At the gelaterias there will typically be several sizes of cups and even small troughs. They will ask you "quanti gusti": how many flavors do you want and they will cram many in there for you. They divide the flavors up between "crema" and "frutta".
 
Umbria is where I want to go- have heard nice things about Todi in particular.
Definitely do it. Its Tuscany's more mountainous and less touristy neighbor. Great wine (Sagrantino) and lots of wild boar dishes/products. Some black truffles too. I only spent a little time in Todi because the weather was awful that day so I can't speak much to that town. My favorite small town in all of Italy is Spoleto which is near Todi. Relatively uncrowded, medieval castle, huge old Roman aqueduct and happened upon the best little restaurant at lunch. We got hungry and happened to wander in at 12:58. They closed the door behind us because lunch is served at 1pm and only 1pm. If you want to eat, you better be there at that time. There was no menu, you get the seven course lunch they decide to make that day. At one point the old woman running the kitchen came out to greet the guests who were all locals except us. She scooped up our two year old in her arms and carried her back into the kitchen.
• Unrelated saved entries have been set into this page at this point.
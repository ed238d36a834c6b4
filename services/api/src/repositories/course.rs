//! Course repository

use crate::{
    client::ApiClient,
    error::ApiResult,
    models::{CourseDetail, CourseSummary},
};

/// Course repository
#[derive(Clone)]
pub struct CourseRepository {
    client: ApiClient,
}

impl CourseRepository {
    /// Create a new course repository
    pub fn new(client: ApiClient) -> Self {
        Self { client }
    }

    /// Get all published courses
    pub async fn get_all(&self) -> ApiResult<Vec<CourseSummary>> {
        self.client.get("/api/courses").await
    }

    /// Get a course with its dungeons and videos
    pub async fn get_by_id(&self, course_id: i64) -> ApiResult<CourseDetail> {
        self.client.get(&format!("/api/courses/{}", course_id)).await
    }

    /// Get the courses the current user owns
    pub async fn get_owned(&self) -> ApiResult<Vec<CourseSummary>> {
        self.client.get("/api/courses/owned").await
    }
}
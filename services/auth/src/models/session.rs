//! Session model and related functionality

use serde::{Deserialize, Serialize};

use super::role::UserRole;

/// Session information returned by `GET /auth/session`
///
/// Stored serialized under the `user` storage key.
#[derive(Debug, Clone, PartialEq, Serialize, Deserialize)]
pub struct SessionInfo {
    pub user_id: i64,
    pub nickname: String,
    pub email: String,
    pub level: i32,
    #[serde(default, skip_serializing_if = "Option::is_none")]
    pub exp: Option<i32>,
    #[serde(default, skip_serializing_if = "Option::is_none")]
    pub exp_for_next_level: Option<i32>,
    #[serde(default, skip_serializing_if = "Option::is_none")]
    pub exp_progress_percentage: Option<i32>,
    pub role: UserRole,
    #[serde(default)]
    pub oauth_providers: Vec<String>,
}

#[cfg(test)]
mod tests {
    use super::*;

    #[test]
    fn test_session_info_from_backend_payload() {
        let payload = r#"{
            "user_id": 12,
            "nickname": "Ada",
            "email": "ada@example.com",
            "level": 3,
            "exp": 250,
            "exp_for_next_level": 400,
            "exp_progress_percentage": 62,
            "role": "STUDENT",
            "oauth_providers": ["google"]
        }"#;

        let info: SessionInfo = serde_json::from_str(payload).unwrap();
        assert_eq!(info.user_id, 12);
        assert_eq!(info.role, UserRole::Student);
        assert_eq!(info.oauth_providers, vec!["google".to_string()]);
        assert_eq!(info.exp, Some(250));
    }
}
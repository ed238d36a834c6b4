//! User management models

use auth::UserRole;
use chrono::NaiveDateTime;
use serde::{Deserialize, Serialize};

/// User as listed in the admin console
#[derive(Debug, Clone, Serialize, Deserialize, PartialEq)]
pub struct UserSummary {
    pub user_id: i64,
    pub nickname: String,
    pub email: String,
    pub role: UserRole,
    #[serde(default)]
    pub level: Option<i32>,
    #[serde(default)]
    pub created_at: Option<NaiveDateTime>,
    #[serde(default)]
    pub oauth_providers: Vec<String>,
}

/// Body of a role change
#[derive(Debug, Clone, Copy, Serialize, Deserialize, PartialEq, Eq)]
pub struct UpdateUserRoleRequest {
    pub role: UserRole,
}

/// One page of a paginated listing
#[derive(Debug, Clone, Serialize, Deserialize, PartialEq)]
#[serde(rename_all = "camelCase")]
pub struct Page<T> {
    pub content: Vec<T>,
    /// Zero-based page index
    pub number: u32,
    pub size: u32,
    pub total_elements: u64,
    pub total_pages: u32,
    #[serde(default)]
    pub first: bool,
    #[serde(default)]
    pub last: bool,
}

impl<T> Page<T> {
    /// Whether another page follows this one
    pub fn has_next(&self) -> bool {
        self.number + 1 < self.total_pages
    }
}

#[cfg(test)]
mod tests {
    use super::*;

    #[test]
    fn test_user_page_wire_format() {
        let raw = r#"{
            "content": [{"user_id": 3, "nickname": "Ada", "email": "ada@example.com",
                         "role": "ADMIN", "level": 9, "created_at": "2025-01-01T00:00:00",
                         "oauth_providers": ["google"]}],
            "number": 0, "size": 20, "totalElements": 21, "totalPages": 2,
            "first": true, "last": false
        }"#;

        let page: Page<UserSummary> = serde_json::from_str(raw).unwrap();

        assert_eq!(page.content[0].role, UserRole::Admin);
        assert!(page.has_next());
    }

    #[test]
    fn test_role_request_is_upper_case() {
        let body = serde_json::to_string(&UpdateUserRoleRequest {
            role: UserRole::Teacher,
        })
        .unwrap();

        assert_eq!(body, r#"{"role":"TEACHER"}"#);
    }
}
// src/display/mod.rs
//! Display collaborator: the Wayland window the frames end up in.
//!
//! - `events`: shell events and the window state they drive
//! - `session`: connection, globals, toplevel window
//! - `shm`: shared-memory pixel buffers
//! - `presenter`: the trait the frame loop draws through
//! - `wayland` / `mock`: live and in-memory presenters

pub mod events;
pub mod mock;
pub mod presenter;
pub mod session;
pub mod shm;
pub mod wayland;

pub use events::{ShellEvent, ShellReply, WindowState, WindowStates};
pub use mock::MockPresenter;
pub use presenter::{Damage, Presenter};
pub use session::DisplaySession;
pub use shm::ShmBuffer;
pub use wayland::WaylandPresenter;
// src/display/mock.rs

use crate::display::events::{ShellEvent, ShellReply, WindowState};
use crate::display::presenter::{Damage, Presenter};
use crate::surface::{Extent, PixelSurface};
use anyhow::Result;
use std::collections::VecDeque;

/// In-memory presenter for tests.
///
/// Events pushed with `push_event` are delivered during the next
/// `present()`, the way a roundtrip delivers them on a real connection.
pub struct MockPresenter {
    window: WindowState,
    pixels: Vec<u32>,
    pixels_extent: Extent,
    pending: VecDeque<ShellEvent>,
    presented: Vec<Damage>,
    frames: Vec<Vec<u32>>,
    replies: Vec<ShellReply>,
}

impl MockPresenter {
    pub fn new(extent: Extent) -> Self {
        Self {
            window: WindowState::new(extent),
            pixels: vec![0; extent.area()],
            pixels_extent: extent,
            pending: VecDeque::new(),
            presented: Vec::new(),
            frames: Vec::new(),
            replies: Vec::new(),
        }
    }

    pub fn push_event(&mut self, event: ShellEvent) {
        self.pending.push_back(event);
    }

    pub fn window(&self) -> &WindowState {
        &self.window
    }

    /// Damage passed to each `present()` call, in order.
    pub fn presented(&self) -> &[Damage] {
        &self.presented
    }

    /// Snapshot of the buffer at each `present()` call.
    pub fn frames(&self) -> &[Vec<u32>] {
        &self.frames
    }

    pub fn replies(&self) -> &[ShellReply] {
        &self.replies
    }
}

impl Presenter for MockPresenter {
    fn extent(&self) -> Extent {
        self.window.extent
    }

    fn surface(&mut self) -> Result<PixelSurface<'_>> {
        if self.pixels_extent != self.window.extent {
            self.pixels_extent = self.window.extent;
            self.pixels = vec![0; self.pixels_extent.area()];
        }
        Ok(PixelSurface::new(&mut self.pixels, self.pixels_extent)?)
    }

    fn present(&mut self, damage: Damage) -> Result<()> {
        self.presented.push(damage);
        self.frames.push(self.pixels.clone());
        while let Some(event) = self.pending.pop_front() {
            let reply = self.window.handle(event);
            self.replies.push(reply);
        }
        Ok(())
    }

    fn should_close(&self) -> bool {
        self.window.should_close
    }
}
I could picture her holding our daughter in one arm while stirring a big pot of polenta in the other. She brought her back about 15 minutes later. Our daughter just went with the flow, it was hilarious. We stayed at a nice little agritourismo but I'm not sure if I could remember/find the name. Very funny story about a meal there too but this is getting long...
 
Since this is the Boneyard.... I highly recommend checking out: Capuchin Crypt

La Cripta dei Frati Cappuccini, the bone chapel in Rome

You can see it in less than an hour. Purchase tickets ahead of time
 
I was surprised by how many people spoke little to no English, but I we didn‘t stick only to the tourist areas and did a lot of our food and wine shopping at local grocery stores and markets.
They understood every word you said.
 
100% agree
X
I will be going on my first ever trip to Italy in about 3 weeks. I've always known the Boneyard to be a great (or mostly great) source of expertise on many subjects.....so I'd love to hear people's tips, advice, must-do's, don't-do's, food recs, best "old stuff" to see, best things to make feel like Anthony Bourdain Junior, etc.
The itinerary is pretty much set in stone. We are spending 3 days in Venice, 3 days in the Abruzzo region (Pescara and elsewhere) and 4 days in Rome.
Where are you flying into and out of the country.
That can change your ability to take in different places.
St Marks Square at night is special
Taking a water taxi down the grand canal is a OMG moment.
I loved Orvieto but unless your going to Rome from Venice Through Umbria it is out of the way.
I’m assuming your driving because Abruzzi is not a typical tourist area. My daughter loves it. My grandson studied in Rome and fell in love with it.
If you go through Rimini on the way try the Capaletti in Brodo . Mine and Fellini’s favorite dish.
My family came from the Marche region not far from there. I still have many relatives scattered in the area .
My grandson discovered Abruzzi on a class trip when he studied in Rome .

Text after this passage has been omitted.